FRASI CELEBRIAlbert Einstein è uno dei filosofi scientifici più conosciuti in tutto il mondo per lo sviluppo della teoria della relatività. Ha vinto il premio Nobel per la Fisica. Einstein proveniva da una famiglia ebrea, che aveva doni diversi che li rendevano molto caratteristici.

Per molte persone, Albert Einstein è molto lusingato per la intelligenza che aveva nel risolvere i problemi di matematica e fisica. Nel ventesimo secolo è stato caratterizzato come lo scienziato più influente del mondo, perché è stato quando ha annunciato il principio della relatività sui movimenti del corpo in assenza delle forze gravitazionali.
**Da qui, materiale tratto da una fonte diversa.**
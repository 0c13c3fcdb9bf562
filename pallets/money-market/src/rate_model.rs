// Copyright 2021 Parallel Finance Developer.
// This file is part of Parallel Finance.

// Licensed under the Apache License, Version 2.0 (the "License");
// you may not use this file except in compliance with the License.
// You may obtain a copy of the License at
// http://www.apache.org/licenses/LICENSE-2.0

// Unless required by applicable law or agreed to in writing, software
// distributed under the License is distributed on an "AS IS" BASIS,
// WITHOUT WARRANTIES OR CONDITIONS OF ANY KIND, either express or implied.
// See the License for the specific language governing permissions and
// limitations under the License.

use frame_support::pallet_prelude::*;
use primitives::{Rate, Ratio, BLOCKS_PER_YEAR};
use sp_runtime::{
    traits::{CheckedAdd, CheckedDiv, CheckedMul, One, Saturating, Zero},
    FixedPointNumber,
};

/// Circuit breaker for the per-block borrow rate (0.0005% per block).
pub const MAX_BORROW_RATE_PER_BLOCK: Rate = Rate::from_inner(5_000_000_000_000);

pub trait InterestRateModelLike {
    /// Check the model for sanity
    fn check_model(&self) -> bool;

    /// Calculates the annualized borrow interest rate of the model
    fn get_borrow_rate(&self, utilization: Ratio) -> Option<Rate>;
}

/// Interest rate model, selected per market and swappable by the admin.
#[derive(Encode, Decode, Eq, PartialEq, Copy, Clone, RuntimeDebug, TypeInfo)]
pub enum InterestRateModel {
    Jump(JumpModel),
    Linear(LinearModel),
}

impl Default for InterestRateModel {
    fn default() -> Self {
        // 2% idle, 10% at the kink, 32% when fully borrowed
        Self::new_jump_model(
            Rate::saturating_from_rational(2, 100),
            Rate::saturating_from_rational(10, 100),
            Rate::saturating_from_rational(110, 100),
            Ratio::from_percent(80),
        )
    }
}

impl InterestRateModel {
    pub fn new_jump_model(
        base_rate: Rate,
        multiplier: Rate,
        jump_multiplier: Rate,
        kink: Ratio,
    ) -> Self {
        Self::Jump(JumpModel::new_model(
            base_rate,
            multiplier,
            jump_multiplier,
            kink,
        ))
    }

    pub fn new_linear_model(base_rate: Rate, multiplier: Rate) -> Self {
        Self::Linear(LinearModel::new_model(base_rate, multiplier))
    }

    /// Borrow rate applied to every block elapsed since the last accrual
    pub fn get_borrow_rate_per_block(&self, utilization: Ratio) -> Option<Rate> {
        self.get_borrow_rate(utilization)?
            .checked_div(&Rate::saturating_from_integer(BLOCKS_PER_YEAR))
    }

    /// Calculates the current supply interest rate
    pub fn get_supply_rate(borrow_rate: Rate, util: Ratio, reserve_factor: Ratio) -> Rate {
        // ((1 - reserve_factor) * borrow_rate) * utilization
        let one_minus_reserve_factor = Ratio::one().saturating_sub(reserve_factor);
        let rate_to_pool = borrow_rate.saturating_mul(one_minus_reserve_factor.into());

        rate_to_pool.saturating_mul(util.into())
    }
}

impl InterestRateModelLike for InterestRateModel {
    fn check_model(&self) -> bool {
        match self {
            Self::Jump(jump) => jump.check_model(),
            Self::Linear(linear) => linear.check_model(),
        }
    }

    fn get_borrow_rate(&self, utilization: Ratio) -> Option<Rate> {
        match self {
            Self::Jump(jump) => jump.get_borrow_rate(utilization),
            Self::Linear(linear) => linear.get_borrow_rate(utilization),
        }
    }
}

/// Kinked rate curve.
///
/// The annual borrow rate grows by `multiplier` per unit of utilization up to
/// `kink` and by `jump_multiplier` past it:
///
/// `base_rate + multiplier * min(util, kink) + jump_multiplier * max(util - kink, 0)`
#[derive(Encode, Decode, Eq, PartialEq, Copy, Clone, RuntimeDebug, Default, TypeInfo)]
pub struct JumpModel {
    pub base_rate: Rate,
    /// Slope below the kink
    pub multiplier: Rate,
    /// Slope above the kink
    pub jump_multiplier: Rate,
    pub kink: Ratio,
}

impl JumpModel {
    pub const MAX_BASE_RATE: Rate = Rate::from_inner(100_000_000_000_000_000); // 10%
    pub const MAX_KINK_RATE: Rate = Rate::from_inner(300_000_000_000_000_000); // 30%
    pub const MAX_FULL_RATE: Rate = Rate::from_inner(500_000_000_000_000_000); // 50%

    pub fn new_model(
        base_rate: Rate,
        multiplier: Rate,
        jump_multiplier: Rate,
        kink: Ratio,
    ) -> JumpModel {
        Self {
            base_rate,
            multiplier,
            jump_multiplier,
            kink,
        }
    }
}

impl InterestRateModelLike for JumpModel {
    fn check_model(&self) -> bool {
        if self.kink.is_zero() || self.kink == Ratio::one() || self.base_rate > Self::MAX_BASE_RATE
        {
            return false;
        }
        let kink_rate = self.get_borrow_rate(self.kink);
        let full_rate = self.get_borrow_rate(Ratio::one());
        matches!(
            (kink_rate, full_rate),
            (Some(kink_rate), Some(full_rate))
                if kink_rate <= Self::MAX_KINK_RATE && full_rate <= Self::MAX_FULL_RATE
        )
    }

    fn get_borrow_rate(&self, utilization: Ratio) -> Option<Rate> {
        let normal_util = utilization.min(self.kink);
        let excess_util = utilization.saturating_sub(self.kink);
        let normal_rate = self.multiplier.checked_mul(&normal_util.into())?;
        let jump_rate = self.jump_multiplier.checked_mul(&excess_util.into())?;

        self.base_rate
            .checked_add(&normal_rate)?
            .checked_add(&jump_rate)
    }
}

/// The linear interest rate model, `base_rate + utilization * multiplier`
#[derive(Encode, Decode, Eq, PartialEq, Copy, Clone, RuntimeDebug, Default, TypeInfo)]
pub struct LinearModel {
    /// The base interest rate when utilization rate is 0
    pub base_rate: Rate,
    /// The slope of the rate against utilization
    pub multiplier: Rate,
}

impl LinearModel {
    pub const MAX_BASE_RATE: Rate = Rate::from_inner(100_000_000_000_000_000); // 10%
    pub const MAX_FULL_RATE: Rate = Rate::from_inner(500_000_000_000_000_000); // 50%

    pub fn new_model(base_rate: Rate, multiplier: Rate) -> LinearModel {
        Self {
            base_rate,
            multiplier,
        }
    }
}

impl InterestRateModelLike for LinearModel {
    fn check_model(&self) -> bool {
        if self.base_rate > Self::MAX_BASE_RATE {
            return false;
        }
        match self.base_rate.checked_add(&self.multiplier) {
            Some(full_rate) => full_rate <= Self::MAX_FULL_RATE,
            None => false,
        }
    }

    fn get_borrow_rate(&self, utilization: Ratio) -> Option<Rate> {
        self.multiplier
            .saturating_mul(utilization.into())
            .checked_add(&self.base_rate)
    }
}
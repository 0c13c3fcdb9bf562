// Copyright 2021 Parallel Finance Developer.
// This file is part of Parallel Finance.

// Licensed under the Apache License, Version 2.0 (the "License");
// you may not use this file except in compliance with the License.
// You may obtain a copy of the License at
// http://www.apache.org/licenses/LICENSE-2.0

// Unless required by applicable law or agreed to in writing, software
// distributed under the License is distributed on an "AS IS" BASIS,
// WITHOUT WARRANTIES OR CONDITIONS OF ANY KIND, either express or implied.
// See the License for the specific language governing permissions and
// limitations under the License.

//! # Money market pallet
//!
//! ## Overview
//!
//! The money market pallet implements a pool-based lending protocol. Every
//! listed asset is a market: suppliers receive interest-bearing claim tokens,
//! borrowers borrow against the aggregate value of the markets they entered,
//! and accounts in shortfall can be liquidated.
//!
//! Interest accrues lazily, every operation touching a market accrues it
//! first. The risk engine in `risk` gates every balance change, and the reward
//! flywheel in `reward` distributes `RewardAssetId` to suppliers and borrowers.
//!
//! Soft failures are reported as `Error::Failure(kind, info)` or
//! `Error::ComptrollerRejection(kind, info)`, so callers can branch on the
//! `ErrorKind` without matching strings.

#![cfg_attr(not(feature = "std"), no_std)]

pub use crate::rate_model::*;

use frame_support::{
    log,
    pallet_prelude::*,
    storage::{with_transaction, TransactionOutcome},
    traits::tokens::fungibles::{Inspect, Mutate, Transfer},
    PalletId,
};
use frame_system::pallet_prelude::*;
pub use pallet::*;
use primitives::{
    Balance, CurrencyId, Liquidity, MarketStatus, Price, PriceFeeder, Rate, Ratio, Shortfall,
};
use sp_runtime::{
    traits::{
        AccountIdConversion, CheckedAdd, CheckedDiv, CheckedMul, One, Saturating, StaticLookup,
        Zero,
    },
    ArithmeticError, FixedPointNumber, FixedU128, SaturatedConversion,
};
use sp_std::{result::Result, vec::Vec};

pub use types::{
    Action, BorrowSnapshot, ErrorKind, FailureInfo, Market, RewardMarketState,
};
pub use weights::WeightInfo;

#[cfg(feature = "runtime-benchmarks")]
mod benchmarking;

#[cfg(test)]
mod mock;

mod interest;
mod market;
pub mod migrations;
mod ptoken;
mod rate_model;
mod reward;
mod risk;
mod types;

pub mod weights;

pub use reward::{REWARD_INITIAL_INDEX, REWARD_SCALE};

/// Collateral factor can never be set above this.
pub const MAX_COLLATERAL_FACTOR: Ratio = Ratio::from_percent(90);

/// Storage layout versions of the pallet.
#[derive(Encode, Decode, Eq, PartialEq, Copy, Clone, RuntimeDebug, TypeInfo, MaxEncodedLen)]
pub enum Versions {
    V1,
    V2,
}

impl Default for Versions {
    fn default() -> Self {
        Versions::V1
    }
}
Prima di morire fu intervistato sulle sue tre nazionalità: era tedesco, svizzero e americano. Alla fine della sua vita, un giornalista gli chiese quali possibili ripercussioni avevano avuto questi cambiamenti sulla sua fama. Il fisico ha dato la seguente risposta:

“Se le mie teorie si fossero rivelate false, gli americani direbbero che sono un fisico svizzero; gli svizzeri, che sono uno scienziato tedesco; e i tedeschi che ero un astronomo

ebreo”.

La Germania, che era il luogo in cui Albert Einstein nacque e trascorse la maggior parte del tempo con la sua famiglia, si trasferì poi in Svizzera dove dovette rinunciare alla nazionalità tedesca. Quattro anni dopo gli fu concessa la nazionalità svizzera e da lì iniziò a svolgere varie attività.

Negli Stati Uniti si dedicò all’insegnamento, fu nazionalizzato nel 1940 e lavorò sulla teoria della forza gravitazionale ed elettromagnetica. E’ qui dove morì: al Princeton Medical Center, New Jersey, Stati Uniti, lasciando come eredità i suoi numerosi progetti e tutta la sua conoscenza.

“Ecco un’ulteriore applicazione del principio della relatività, per diletto del lettore: oggi in Germania vengo chiamato «luminare tedesco», in Inghilterra «ebreo svizzero». Se dovesse mai succedermi di essere additato come una bête noire, diventerei, al contrario, un «ebreo svizzero» per i tedeschi e un «luminare tedesco» per gli inglesi”.